So Many Insane Plays - The Legacy Matchup Grid & The September/October Vintage Metagame Report

As you know by now, Wizards has announced two Legacy Grand Prix tournaments slated for 2010. The first is in February in Madrid. The second is in Columbus, Ohio, in late July. I’m psyched.

The StarCityGames.com $5000 Legacy Open series has pushed the evolution of the Legacy metagame. It began in Boston. The next was in Charlotte. Finally, the most recent was Philadelphia. From tournament to tournament, we’ve seen clear and measureable metagame shifts. I’ve documented these by providing full analysis of the performance of these decks in metagame. I’ve taken a snapshot of the metagame pie, measuring archetype representation in the field. I’ve measured Top 16 penetration given the percentage of an archetype in the field. That statistic tells us which decks are the best performing decks. I’ve graphed the distribution of each major archetype throughout the field itself, giving us a view of where each archetype tends to cluster in the final standings, another measure of their relative strength in the field. That way we can understand not only which decks tend to make Top 8, but also what sort of records various archetypes tend to accumulate.

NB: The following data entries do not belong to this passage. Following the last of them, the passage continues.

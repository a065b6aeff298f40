//! Protocol module for the web session engine.
//!
//! Contains the [`Engine`] facade and the protocol logic behind it: QR
//! login, hot resume, the sync loop and message classification.

pub mod classify;
mod client;
mod login;
pub mod message;
pub mod qr;
mod resume;
mod sync;
pub mod text;

pub use classify::classify;
pub use client::{Engine, EngineError, EventHandler};
pub use login::{LoginReport, LoginState};
pub use message::{MediaUploadKind, OutgoingMessage, SentMessage};
pub use resume::ResumeOutcome;
pub use sync::{default_error_policy, ErrorPolicy, MessageHandler, PolicyDecision};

I’ve done all that… But this article takes tournament data analysis a step further — perhaps further than anyone has ever done for a major Magic tournament. Jared Sylva was kind enough to provide me match results from the SCG $5K so I could do something unprecedented: I’ve created a matchup grid that shows the matchup results of every archetype in the field. Unfortunately, this was such a labor intensive project that there are a few entry errors in the grid. I went through and corrected some of them, but not all. I will be doing this again in the future, so hopefully as I get better at this there will be fewer errors in the future.

The results are even more astonishing than I could have imagined. It brings an incredible clarity to the format. This clarity is invaluable, both to Legacy regulars, but also to players who want to understand the basics of the format as they begin the process of preparing for the 2010 Legacy Grand Prix.

It’s quite a wide grid, and thus the easiest way to display/access it is to offer it as a downloadable xls file. You can find this here.

Here’s how you read the grid. Looking at the far lower, left hand corner, the vertical row line says Belcher Combo and the horizontal column line says CounterTop-Goyf. The first number is the number of victories of the deck on the left and the second number is the number of wins from the deck on the top. So this entry says “0-1,” indicating 0 wins for Belcher and 1 win for CounterTop Goyf. Note that if an entry has a third number that number indicates the number of unintentional draws. So, for example, look at the third entry in the first column, where it says Zoo. To the right is the Zoo versus CounterTop-Goyf matchup entry, which reads 5-8-3, for 5 wins for Zoo, 8 losses, and 3 unintentinoal draws. I decided to include unintentional draws because it may give us a sense of how close a match is.

Let’s start with the most lopsided matchup results.

Ad Nauseam versus CounterTop-Goyf (2-9 or 1-10)

This matchup was devastating for Ad Nauseam decks, which often cruised through the tournament. This is one of the key reasons that Ad Nauseam decks didn’t make it higher in the tournament, as a group. According to my grid, Ad Nauseam was either 2-9 or 1-10 versus CounterTop-Goyf. One of my entries was an error, but it still gives you an incredible sense of how lopsided this matchup is. CounterTop-Goyf crushes Ad Nauseam. And it makes sense. CounterTop-Goyf not only has annoyances like Force of Will and Daze, but Counterbalance is good game.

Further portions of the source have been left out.